I have tried for years to figure out what it means to be American so that I could once and for all become whatever that is. I was born here, my parents raised me by its tenets, if not always in the country itself, and I attended college here. But I’ve preferred to view this country from the outside, from the vantage point of the other places I am “from”: Canada, England. It’s seemed safer, not to mention that I was heavily influenced as a child and adolescent by how those two countries viewed the US. Of course there is no one way to be American, but there is one streak that seems to run through all of us: independence, and a fearlessness about starting from nothing or starting over. When we first came here, we were often doing both: starting over, starting from nothing. And the generations that followed us did the same. This pattern continues today.

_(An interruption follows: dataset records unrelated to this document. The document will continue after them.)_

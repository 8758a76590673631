use dioxus::prelude::*;

const FIELD_CLASS: &str = "w-full rounded-md border border-gray-300 bg-white px-3 py-2 text-sm text-gray-900 placeholder-gray-400 focus:outline-none focus:ring-2 focus:ring-emerald-500/40 focus:border-emerald-500";

#[derive(Clone, Copy, PartialEq, Eq)]
pub enum InputType {
    Text,
    Password,
}

impl InputType {
    fn as_str(self) -> &'static str {
        match self {
            Self::Text => "text",
            Self::Password => "password",
        }
    }
}

fn field_class(extra: Option<String>) -> String {
    match extra {
        Some(extra) if !extra.is_empty() => format!("{FIELD_CLASS} {extra}"),
        _ => FIELD_CLASS.to_string(),
    }
}

#[derive(Props, Clone, PartialEq)]
pub struct TextInputProps {
    #[props(optional)]
    pub class: Option<String>,
    pub value: String,
    pub oninput: EventHandler<FormEvent>,
    #[props(optional)]
    pub placeholder: Option<String>,
    #[props(optional)]
    pub input_type: Option<InputType>,
}

#[component]
pub fn TextInput(props: TextInputProps) -> Element {
    rsx! {
        input {
            class: field_class(props.class),
            r#type: props.input_type.unwrap_or(InputType::Text).as_str(),
            value: "{props.value}",
            placeholder: props.placeholder.unwrap_or_default(),
            oninput: move |e| props.oninput.call(e),
        }
    }
}

#[derive(Props, Clone, PartialEq)]
pub struct TextAreaProps {
    pub value: String,
    pub oninput: EventHandler<FormEvent>,
    #[props(optional)]
    pub placeholder: Option<String>,
    #[props(default = 3)]
    pub rows: u32,
}

#[component]
pub fn TextArea(props: TextAreaProps) -> Element {
    rsx! {
        textarea {
            class: FIELD_CLASS,
            rows: "{props.rows}",
            value: "{props.value}",
            placeholder: props.placeholder.unwrap_or_default(),
            oninput: move |e| props.oninput.call(e),
        }
    }
}

#[derive(Props, Clone, PartialEq)]
pub struct SelectInputProps {
    pub value: String,
    /// `(value, label)` pairs in display order.
    pub options: Vec<(String, String)>,
    pub onchange: EventHandler<FormEvent>,
    #[props(optional)]
    pub class: Option<String>,
}

#[component]
pub fn SelectInput(props: SelectInputProps) -> Element {
    rsx! {
        select {
            class: field_class(props.class),
            value: "{props.value}",
            onchange: move |e| props.onchange.call(e),
            for (value, label) in props.options.iter() {
                option {
                    key: "{value}",
                    value: "{value}",
                    selected: *value == props.value,
                    "{label}"
                }
            }
        }
    }
}

#[component]
pub fn FieldLabel(text: String) -> Element {
    rsx! {
        label { class: "block text-sm font-medium text-gray-700 mb-1", "{text}" }
    }
}
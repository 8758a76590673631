//! UI primitives (Button, Card, Input, etc.)

pub mod button;
pub mod card;
pub mod input;

pub use button::*;
pub use card::*;
pub use input::*;
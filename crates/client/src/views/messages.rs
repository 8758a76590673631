use dioxus::prelude::*;

use crate::auth_session::AuthContext;
use crate::components::ui::{ErrorBanner, Loading};
use crate::format;
use crate::Route;

#[component]
pub fn Messages() -> Element {
    let auth = use_context::<AuthContext>();
    let nav = use_navigator();

    let conversations = use_resource(move || {
        let auth = auth.clone();
        async move { auth.client().conversations().await }
    });

    rsx! {
        div { class: "mx-auto max-w-3xl",
            h1 { class: "mb-4 text-2xl font-bold text-gray-900", "Messages" }

            match conversations.read().as_ref() {
                None => rsx! { Loading {} },
                Some(Err(e)) => rsx! { ErrorBanner { message: e.message.clone() } },
                Some(Ok(list)) if list.is_empty() => rsx! {
                    div { class: "py-16 text-center",
                        p { class: "mb-4 text-sm text-gray-500", "No conversations yet." }
                        Link { class: "text-sm font-medium text-emerald-700 hover:underline", to: Route::Feed {}, "Browse posts" }
                    }
                },
                Some(Ok(list)) => rsx! {
                    ul { class: "divide-y divide-gray-100 rounded-lg border border-gray-200 bg-white",
                        for conversation in list.iter() {
                            li {
                                key: "{conversation.id}",
                                class: "flex cursor-pointer items-center justify-between gap-3 px-4 py-3 hover:bg-gray-50",
                                onclick: {
                                    let conversation_id = conversation.id;
                                    move |_| {
                                        nav.push(Route::ConversationDetail { conversation_id });
                                    }
                                },
                                div { class: "min-w-0",
                                    p { class: "font-semibold text-gray-900", "{conversation.other_username}" }
                                    p { class: "truncate text-sm text-gray-500",
                                        {conversation.last_message_preview.clone().unwrap_or_else(|| "No messages yet".to_string())}
                                    }
                                }
                                div { class: "flex flex-col items-end gap-1",
                                    if let Some(at) = conversation.last_message_at.as_ref() {
                                        span { class: "text-xs text-gray-400", {format::time_ago(at)} }
                                    }
                                    if conversation.unread_count > 0 {
                                        span { class: "rounded-full bg-emerald-600 px-2 py-0.5 text-xs font-semibold text-white",
                                            "{conversation.unread_count}"
                                        }
                                    }
                                }
                            }
                        }
                    }
                },
            }
        }
    }
}
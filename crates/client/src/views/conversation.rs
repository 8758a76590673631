use aidswap_shared::{Message, SendMessageRequest};
use dioxus::prelude::*;

use crate::api_client::AidApi;
use crate::auth_session::AuthContext;
use crate::components::toast::use_toaster;
use crate::components::ui::{Button, Loading, TextInput};
use crate::format;
use crate::Route;

#[component]
pub fn ConversationDetail(conversation_id: i64) -> Element {
    let auth = use_context::<AuthContext>();
    let toaster = use_toaster();
    let nav = use_navigator();
    let mut draft = use_signal(String::new);
    let mut is_sending = use_signal(|| false);
    // Messages sent from this page since the last load
    let mut sent = use_signal(Vec::<Message>::new);

    let mut track_id = use_signal(|| conversation_id);
    if *track_id.peek() != conversation_id {
        track_id.set(conversation_id);
        sent.set(Vec::new());
    }

    let history = use_resource({
        let auth = auth.clone();
        move || {
            let auth = auth.clone();
            let id = track_id();
            async move {
                auth.client().conversation_messages(id).await.unwrap_or_else(|e| {
                    toaster.error(e.message);
                    Vec::new()
                })
            }
        }
    });

    let me = auth.user_id();

    rsx! {
        div { class: "mx-auto max-w-3xl",
            button {
                class: "mb-4 text-sm text-gray-600 hover:text-gray-900",
                onclick: move |_| {
                    nav.push(Route::Messages {});
                },
                "← Back to messages"
            }

            div { class: "rounded-lg border border-gray-200 bg-white p-4",
                match history.read().as_ref() {
                    None => rsx! { Loading {} },
                    Some(loaded) => {
                        let sent = sent.read();
                        let all: Vec<&Message> = loaded.iter().chain(sent.iter()).collect();
                        rsx! {
                            if all.is_empty() {
                                p { class: "py-10 text-center text-sm text-gray-500", "No messages yet. Say hello!" }
                            }
                            div { class: "mb-4 max-h-[50vh] space-y-3 overflow-y-auto pr-1",
                                for message in all {
                                    MessageBubble {
                                        key: "{message.id}",
                                        message: message.clone(),
                                        mine: Some(message.sender_id) == me,
                                    }
                                }
                            }
                        }
                    }
                }

                form {
                    class: "flex gap-2 border-t border-gray-100 pt-4",
                    onsubmit: move |e| {
                        let auth = auth.clone();
                        async move {
                            e.prevent_default();
                            if is_sending() {
                                return;
                            }
                            // Blank messages are never sent
                            let Some(request) = SendMessageRequest::new(&draft.read()) else {
                                return;
                            };

                            is_sending.set(true);
                            match auth.client().send_message(conversation_id, &request).await {
                                Ok(message) => {
                                    sent.write().push(message);
                                    draft.set(String::new());
                                }
                                Err(e) => {
                                    toaster.error(e.message);
                                }
                            }
                            is_sending.set(false);
                        }
                    },
                    div { class: "flex-1",
                        TextInput {
                            value: draft.cloned(),
                            placeholder: Some("Write a message…".to_string()),
                            oninput: move |e: FormEvent| draft.set(e.value()),
                        }
                    }
                    Button {
                        r#type: Some("submit".to_string()),
                        disabled: Some(is_sending() || draft.read().trim().is_empty()),
                        if is_sending() { "Sending…" } else { "Send" }
                    }
                }
            }
        }
    }
}

#[component]
fn MessageBubble(message: Message, mine: bool) -> Element {
    let (row, bubble) = if mine {
        ("flex justify-end", "bg-emerald-600 text-white")
    } else {
        ("flex justify-start", "bg-gray-100 text-gray-900")
    };
    let when = format::date_time(&message.created_at);
    let author = if mine {
        "You".to_string()
    } else {
        message.username.clone().unwrap_or_default()
    };

    rsx! {
        div { class: "{row}",
            div { class: "max-w-[75%] rounded-lg px-3 py-2 {bubble}",
                p { class: "mb-1 text-xs opacity-75", "{author}" }
                p { class: "whitespace-pre-wrap text-sm", "{message.content}" }
                p { class: "mt-1 text-right text-[10px] opacity-70", "{when}" }
            }
        }
    }
}
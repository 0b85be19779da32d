use serde::{Deserialize, Serialize};
use std::collections::HashMap;

use crate::constants::{
    DEFAULT_CENTER, DEFAULT_MAX_ZOOM, DEFAULT_MIN_ZOOM, DEFAULT_TILE_ATTRIBUTION, DEFAULT_TILE_URL,
    DEFAULT_ZOOM, ROUTE_API,
};
use crate::geometry::LatLng;

/// Tile layer and initial view of the map, plus where routes are requested from
#[derive(Debug, Clone, PartialEq, Serialize, Deserialize)]
pub struct MapConfig {
    pub tile_url: String,
    pub tile_attribution: String,
    pub min_zoom: f64,
    pub max_zoom: f64,
    pub center: LatLng,
    pub zoom: f64,
    #[serde(default = "default_route_endpoint")]
    pub route_endpoint: String,
}

fn default_route_endpoint() -> String {
    ROUTE_API.to_string()
}

impl Default for MapConfig {
    fn default() -> Self {
        Self {
            tile_url: DEFAULT_TILE_URL.to_string(),
            tile_attribution: DEFAULT_TILE_ATTRIBUTION.to_string(),
            min_zoom: DEFAULT_MIN_ZOOM,
            max_zoom: DEFAULT_MAX_ZOOM,
            center: LatLng::new(DEFAULT_CENTER.0, DEFAULT_CENTER.1),
            zoom: DEFAULT_ZOOM,
            route_endpoint: default_route_endpoint(),
        }
    }
}

/// Per-station marker label overrides, keyed by station name
#[derive(Debug, Clone, PartialEq, Default, Serialize, Deserialize)]
#[serde(transparent)]
pub struct StationLabels {
    overrides: HashMap<String, String>,
}

impl StationLabels {
    /// Parse a JSON object of `station name -> label`
    ///
    /// # Errors
    ///
    /// Returns an error if the content is not a JSON object of strings.
    pub fn from_json(content: &str) -> Result<Self, serde_json::Error> {
        serde_json::from_str(content)
    }

    /// The label table shipped with the application
    #[must_use]
    pub fn builtin() -> Self {
        Self::from_json(include_str!("../config/station_labels.json")).unwrap_or_else(|e| {
            leptos::logging::error!("Invalid built-in station labels: {e}");
            Self::default()
        })
    }

    #[must_use]
    pub fn with_override(mut self, station: impl Into<String>, label: impl Into<String>) -> Self {
        self.overrides.insert(station.into(), label.into());
        self
    }

    /// Marker label for a station: its override if one exists, otherwise its name
    #[must_use]
    pub fn label_for<'a>(&'a self, station_name: &'a str) -> &'a str {
        self.overrides.get(station_name).map_or(station_name, String::as_str)
    }

    #[must_use]
    pub fn len(&self) -> usize {
        self.overrides.len()
    }

    #[must_use]
    pub fn is_empty(&self) -> bool {
        self.overrides.is_empty()
    }
}

#[cfg(test)]
mod tests {
    use super::*;

    #[test]
    fn test_map_config_default() {
        let config = MapConfig::default();

        assert_eq!(config.center, LatLng::new(35.681_236, 139.767_125));
        assert_eq!(config.zoom, 11.0);
        assert_eq!(config.min_zoom, 5.0);
        assert_eq!(config.max_zoom, 18.0);
        assert!(config.tile_url.contains("cyberjapandata.gsi.go.jp"));
        assert_eq!(config.route_endpoint, "/api/route");
    }

    #[test]
    fn test_map_config_endpoint_defaults_when_missing() {
        let json = r#"{
            "tile_url": "https://tile.example/{z}/{x}/{y}.png",
            "tile_attribution": "example",
            "min_zoom": 3.0,
            "max_zoom": 19.0,
            "center": { "lat": 1.0, "lng": 2.0 },
            "zoom": 9.0
        }"#;
        let config: MapConfig = serde_json::from_str(json).expect("should parse");

        assert_eq!(config.route_endpoint, "/api/route");
        assert_eq!(config.center, LatLng::new(1.0, 2.0));
    }

    #[test]
    fn test_builtin_labels_contain_override() {
        let labels = StationLabels::builtin();

        assert_eq!(labels.len(), 1);
        assert_eq!(labels.label_for("東高円寺"), "東高円寺 (制作者の最寄り)");
    }

    #[test]
    fn test_label_for_falls_back_to_name() {
        let labels = StationLabels::default().with_override("A", "Alpha");

        assert_eq!(labels.label_for("A"), "Alpha");
        assert_eq!(labels.label_for("B"), "B");
    }

    #[test]
    fn test_from_json_rejects_non_object() {
        assert!(StationLabels::from_json("[1, 2]").is_err());
    }
}
use js_sys::{Array, Function, Object, Reflect};
use wasm_bindgen::{JsCast, JsValue};

use super::MapSurface;
use crate::config::MapConfig;
use crate::geometry::{Bounds, LatLng};
use crate::render::{Marker, Stroke};

fn get(target: &JsValue, key: &str) -> Result<JsValue, JsValue> {
    Reflect::get(target, &JsValue::from_str(key))
}

fn set(target: &Object, key: &str, value: &JsValue) -> Result<(), JsValue> {
    Reflect::set(target, &JsValue::from_str(key), value).map(|_| ())
}

/// Calls `target[method](...args)` with `target` bound as `this`
fn call(target: &JsValue, method: &str, args: &Array) -> Result<JsValue, JsValue> {
    let func = get(target, method)?;
    let func = func
        .dyn_ref::<Function>()
        .ok_or_else(|| JsValue::from_str(&format!("{method} is not a function")))?;
    func.apply(target, args)
}

fn lat_lng_array(point: LatLng) -> Array {
    Array::of2(&JsValue::from_f64(point.lat), &JsValue::from_f64(point.lng))
}

/// A Leaflet map (`window.L`) with a dedicated layer group for route layers
pub struct LeafletMap {
    leaflet: JsValue,
    map: JsValue,
    route_layer: JsValue,
}

impl LeafletMap {
    /// Create the map in `container` with the configured tile layer and view.
    ///
    /// # Errors
    ///
    /// Returns an error if Leaflet is not loaded or rejects any of the calls.
    pub fn mount(container: &web_sys::HtmlElement, config: &MapConfig) -> Result<Self, JsValue> {
        let window = web_sys::window().ok_or("No window")?;
        let leaflet = get(&window, "L")?;
        if leaflet.is_undefined() {
            return Err(JsValue::from_str("Leaflet is not loaded"));
        }

        // L.map(container).setView([lat, lng], zoom)
        let map = call(&leaflet, "map", &Array::of1(container))?;
        call(
            &map,
            "setView",
            &Array::of2(&lat_lng_array(config.center), &JsValue::from_f64(config.zoom)),
        )?;

        // L.tileLayer(url, options).addTo(map)
        let tile_options = Object::new();
        set(&tile_options, "attribution", &JsValue::from_str(&config.tile_attribution))?;
        set(&tile_options, "minZoom", &JsValue::from_f64(config.min_zoom))?;
        set(&tile_options, "maxZoom", &JsValue::from_f64(config.max_zoom))?;
        let tile_layer = call(
            &leaflet,
            "tileLayer",
            &Array::of2(&JsValue::from_str(&config.tile_url), &tile_options),
        )?;
        call(&tile_layer, "addTo", &Array::of1(&map))?;

        // Route layers live in their own group so clearing never touches the tiles
        let route_layer = call(&leaflet, "layerGroup", &Array::new())?;
        call(&route_layer, "addTo", &Array::of1(&map))?;

        Ok(Self { leaflet, map, route_layer })
    }

    /// Recompute the map size after its container changed dimensions
    pub fn invalidate_size(&self) {
        if let Err(e) = call(&self.map, "invalidateSize", &Array::new()) {
            leptos::logging::error!("Failed to invalidate map size: {:?}", e);
        }
    }

    fn add_to_route_layer(&self, layer: &JsValue) -> Result<(), JsValue> {
        call(layer, "addTo", &Array::of1(&self.route_layer)).map(|_| ())
    }
}

impl MapSurface for LeafletMap {
    type Layer = JsValue;
    type Error = JsValue;

    fn add_polyline(&mut self, stroke: &Stroke) -> Result<JsValue, JsValue> {
        let points: Array = stroke.points.iter().map(|p| lat_lng_array(*p)).collect();

        let options = Object::new();
        set(&options, "color", &JsValue::from_str(&stroke.color.to_string()))?;
        set(&options, "weight", &JsValue::from_f64(stroke.weight))?;
        set(&options, "opacity", &JsValue::from_f64(stroke.opacity))?;

        let polyline = call(&self.leaflet, "polyline", &Array::of2(&points, &options))?;
        self.add_to_route_layer(&polyline)?;
        Ok(polyline)
    }

    fn add_marker(&mut self, marker: &Marker) -> Result<JsValue, JsValue> {
        let leaflet_marker = call(&self.leaflet, "marker", &Array::of1(&lat_lng_array(marker.position)))?;
        call(&leaflet_marker, "bindPopup", &Array::of1(&JsValue::from_str(&marker.label)))?;
        self.add_to_route_layer(&leaflet_marker)?;
        Ok(leaflet_marker)
    }

    fn remove_layer(&mut self, layer: &JsValue) -> Result<(), JsValue> {
        call(&self.route_layer, "removeLayer", &Array::of1(layer)).map(|_| ())
    }

    fn route_layers(&self) -> Result<Vec<JsValue>, JsValue> {
        let layers = call(&self.route_layer, "getLayers", &Array::new())?;
        let layers = layers.dyn_into::<Array>()?;
        Ok(layers.iter().collect())
    }

    fn fit_bounds(&mut self, bounds: &Bounds) -> Result<(), JsValue> {
        // map.fitBounds([[south, west], [north, east]])
        let corners = Array::of2(&lat_lng_array(bounds.south_west), &lat_lng_array(bounds.north_east));
        call(&self.map, "fitBounds", &Array::of1(&corners)).map(|_| ())
    }
}
use crate::geometry::LatLng;
use super::{color_of, Color, LineCode, LineStyle, Stop};

/// A maximal run of consecutive stops on the same line
#[derive(Debug, Clone, PartialEq)]
pub struct Segment {
    pub line_code: LineCode,
    pub points: Vec<LatLng>,
}

impl Segment {
    fn start(stop: &Stop) -> Self {
        Self {
            line_code: stop.line_code,
            points: vec![stop.position],
        }
    }

    #[must_use]
    pub fn color(&self) -> Color {
        color_of(self.line_code)
    }

    #[must_use]
    pub fn style(&self) -> LineStyle {
        LineStyle::for_line(self.line_code)
    }
}

/// Splits an ordered stop list into per-line segments.
///
/// The stop at which the line changes opens the new segment and is not
/// repeated at the tail of the closed one, so concatenating the segments'
/// points reproduces the route's coordinates exactly.
#[must_use]
pub fn segment_stops(stops: &[Stop]) -> Vec<Segment> {
    let mut segments = Vec::new();
    let mut current: Option<Segment> = None;

    for stop in stops {
        if let Some(segment) = current.as_mut().filter(|s| s.line_code == stop.line_code) {
            segment.points.push(stop.position);
            continue;
        }

        if let Some(closed) = current.replace(Segment::start(stop)) {
            segments.push(closed);
        }
    }

    segments.extend(current);
    segments
}
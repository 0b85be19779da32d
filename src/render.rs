mod redraw;

pub use redraw::RouteRenderer;

use crate::config::StationLabels;
use crate::constants::{
    CASING_OPACITY, CASING_WEIGHT, INNER_LINE_OPACITY, INNER_LINE_WEIGHT, LINE_OPACITY, LINE_WEIGHT,
};
use crate::geometry::LatLng;
use crate::models::{Color, LineCode, LineStyle, Route, Segment, Stop};

/// One polyline to draw on the map
#[derive(Debug, Clone, PartialEq)]
pub struct Stroke {
    pub points: Vec<LatLng>,
    pub color: Color,
    pub weight: f64,
    pub opacity: f64,
}

/// A station marker with its popup label
#[derive(Debug, Clone, PartialEq)]
pub struct Marker {
    pub position: LatLng,
    pub label: String,
}

/// A row of the textual station list shown next to the map
#[derive(Debug, Clone, PartialEq)]
pub struct StationListEntry {
    /// 1-based position along the route
    pub position: usize,
    pub name: String,
    pub line_code: LineCode,
    pub transfer: bool,
}

impl StationListEntry {
    #[must_use]
    pub fn text(&self) -> String {
        format!("{}. {} (路線: {})", self.position, self.name, self.line_code)
    }
}

/// Textual part of a drawn route
#[derive(Debug, Clone, PartialEq, Default)]
pub struct RouteSummary {
    pub total_distance_km: f64,
    pub entries: Vec<StationListEntry>,
}

impl RouteSummary {
    #[must_use]
    pub fn for_route(route: &Route) -> Self {
        Self {
            total_distance_km: route.total_distance_km(),
            entries: station_list(route.stops()),
        }
    }

    #[must_use]
    pub fn distance_text(&self) -> String {
        format!("総距離: {:.2} km", self.total_distance_km)
    }
}

/// Strokes for one segment, in draw order.
///
/// Double-stroke lines get a white casing first so the colored line sits on top.
#[must_use]
pub fn segment_strokes(segment: &Segment) -> Vec<Stroke> {
    let color = segment.color();

    match segment.style() {
        LineStyle::Single => vec![Stroke {
            points: segment.points.clone(),
            color,
            weight: LINE_WEIGHT,
            opacity: LINE_OPACITY,
        }],
        LineStyle::DoubleStroke => vec![
            Stroke {
                points: segment.points.clone(),
                color: Color::WHITE,
                weight: CASING_WEIGHT,
                opacity: CASING_OPACITY,
            },
            Stroke {
                points: segment.points.clone(),
                color,
                weight: INNER_LINE_WEIGHT,
                opacity: INNER_LINE_OPACITY,
            },
        ],
    }
}

#[must_use]
pub fn route_strokes(segments: &[Segment]) -> Vec<Stroke> {
    segments.iter().flat_map(segment_strokes).collect()
}

#[must_use]
pub fn stop_markers(stops: &[Stop], labels: &StationLabels) -> Vec<Marker> {
    stops
        .iter()
        .map(|stop| Marker {
            position: stop.position,
            label: labels.label_for(&stop.name).to_string(),
        })
        .collect()
}

#[must_use]
pub fn station_list(stops: &[Stop]) -> Vec<StationListEntry> {
    stops
        .iter()
        .enumerate()
        .map(|(index, stop)| StationListEntry {
            position: index + 1,
            name: stop.name.clone(),
            line_code: stop.line_code,
            transfer: stop.transfer,
        })
        .collect()
}

#[cfg(test)]
mod tests {
    use super::*;
    use crate::models::{color_of, METRO_SEVEN_EIGHT_LINER};

    fn segment(line_code: LineCode) -> Segment {
        Segment {
            line_code,
            points: vec![LatLng::new(35.0, 139.0), LatLng::new(35.1, 139.1)],
        }
    }

    #[test]
    fn test_ordinary_segment_single_stroke() {
        let strokes = segment_strokes(&segment(11302));

        assert_eq!(strokes.len(), 1);
        assert_eq!(strokes[0].color, color_of(11302));
        assert_eq!(strokes[0].weight, LINE_WEIGHT);
        assert_eq!(strokes[0].opacity, LINE_OPACITY);
    }

    #[test]
    fn test_liner_segment_double_stroke() {
        let seg = segment(METRO_SEVEN_EIGHT_LINER);
        let strokes = segment_strokes(&seg);

        assert_eq!(strokes.len(), 2);
        assert_eq!(strokes[0].points, seg.points);
        assert_eq!(strokes[1].points, seg.points);

        let (outer, inner) = (&strokes[0], &strokes[1]);
        assert_eq!(outer.color, Color::WHITE);
        assert_eq!(inner.color, color_of(METRO_SEVEN_EIGHT_LINER));
        assert!(outer.weight > inner.weight);
        assert_eq!(outer.opacity, 1.0);
        assert!(inner.opacity < 1.0);
    }

    #[test]
    fn test_route_strokes_counts() {
        let segments = vec![segment(1), segment(METRO_SEVEN_EIGHT_LINER), segment(2)];
        assert_eq!(route_strokes(&segments).len(), 4);
    }

    #[test]
    fn test_stop_markers_apply_label_overrides() {
        let labels = StationLabels::default().with_override("東高円寺", "東高円寺 (制作者の最寄り)");
        let stops = vec![
            Stop::new("新高円寺", 35.698, 139.648, 28001),
            Stop::new("東高円寺", 35.698, 139.657, 28001),
        ];
        let markers = stop_markers(&stops, &labels);

        assert_eq!(markers.len(), 2);
        assert_eq!(markers[0].label, "新高円寺");
        assert_eq!(markers[1].label, "東高円寺 (制作者の最寄り)");
        assert_eq!(markers[1].position, stops[1].position);
    }

    #[test]
    fn test_station_list_positions_are_one_based() {
        let stops = vec![
            Stop::new("A", 35.0, 139.0, 1),
            Stop::new("A", 35.0, 139.0, 2).with_transfer(true),
        ];
        let entries = station_list(&stops);

        assert_eq!(entries[0].position, 1);
        assert_eq!(entries[1].position, 2);
        assert!(!entries[0].transfer);
        assert!(entries[1].transfer);
        assert_eq!(entries[1].text(), "2. A (路線: 2)");
    }

    #[test]
    fn test_station_list_keeps_raw_name() {
        let stops = vec![Stop::new("東高円寺", 35.698, 139.657, 28001)];
        let entries = station_list(&stops);
        assert_eq!(entries[0].name, "東高円寺");
    }

    #[test]
    fn test_distance_text_two_decimals() {
        let summary = RouteSummary { total_distance_km: 12.3456, entries: vec![] };
        assert_eq!(summary.distance_text(), "総距離: 12.35 km");
    }

    #[test]
    fn test_summary_for_route() {
        let route = Route::new(
            vec![
                Stop::new("A", 35.0, 139.0, 1),
                Stop::new("B", 35.1, 139.1, 2).with_transfer(true),
            ],
            3.0,
        )
        .expect("valid route");
        let summary = RouteSummary::for_route(&route);

        assert_eq!(summary.total_distance_km, 3.0);
        assert_eq!(summary.entries, station_list(route.stops()));
        assert_eq!(summary.entries[1].text(), "2. B (路線: 2)");
    }
}
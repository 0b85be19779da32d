use leptos::{component, view, Callable, Callback, IntoView, ReadSignal, SignalGet, SignalSet, create_signal, event_target_value};
use leptos::ev::SubmitEvent;

use crate::api::RouteRequest;

#[component]
#[must_use]
pub fn RouteForm(
    on_search: Callback<RouteRequest>,
    is_loading: ReadSignal<bool>,
) -> impl IntoView {
    let (start_station, set_start_station) = create_signal(String::new());
    let (end_station, set_end_station) = create_signal(String::new());
    let (allow78, set_allow78) = create_signal(true);

    let handle_submit = move |ev: SubmitEvent| {
        ev.prevent_default();
        on_search.call(RouteRequest::from_form(
            &start_station.get(),
            &end_station.get(),
            allow78.get(),
        ));
    };

    view! {
        <form class="route-form" on:submit=handle_submit>
            <label>
                "From (station code)"
                <input
                    type="text"
                    required=true
                    prop:value=start_station
                    on:input=move |ev| set_start_station.set(event_target_value(&ev))
                />
            </label>
            <label>
                "To (station code)"
                <input
                    type="text"
                    required=true
                    prop:value=end_station
                    on:input=move |ev| set_end_station.set(event_target_value(&ev))
                />
            </label>
            <fieldset class="allow78">
                <legend>"Metro Seven/Eight Liner"</legend>
                <label>
                    <input
                        type="radio"
                        name="allow78"
                        value="true"
                        prop:checked=move || allow78.get()
                        on:change=move |_| set_allow78.set(true)
                    />
                    "On"
                </label>
                <label>
                    <input
                        type="radio"
                        name="allow78"
                        value="false"
                        prop:checked=move || !allow78.get()
                        on:change=move |_| set_allow78.set(false)
                    />
                    "Off"
                </label>
            </fieldset>
            <button class="primary" type="submit">
                {move || if is_loading.get() { "Searching..." } else { "Search" }}
            </button>
        </form>
    }
}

The woman from Gold Lake was able to do what she did partly because she had a government that supported her as a single parent. She didn’t spend her weekends looking for dates. She drove around from state to state competing as a cyclist. She worked to make sure her daughters had enough. Now, they were all in college or close to it, all of them athletes of some kind: gymnasts, runners. One had a scholarship. Another had chosen to go to art school in faraway San Francisco. This is only part of her story. I wish I knew the rest. But I do know that she did what she had to, while also managing to do what she wanted to. If only more of us were so brave.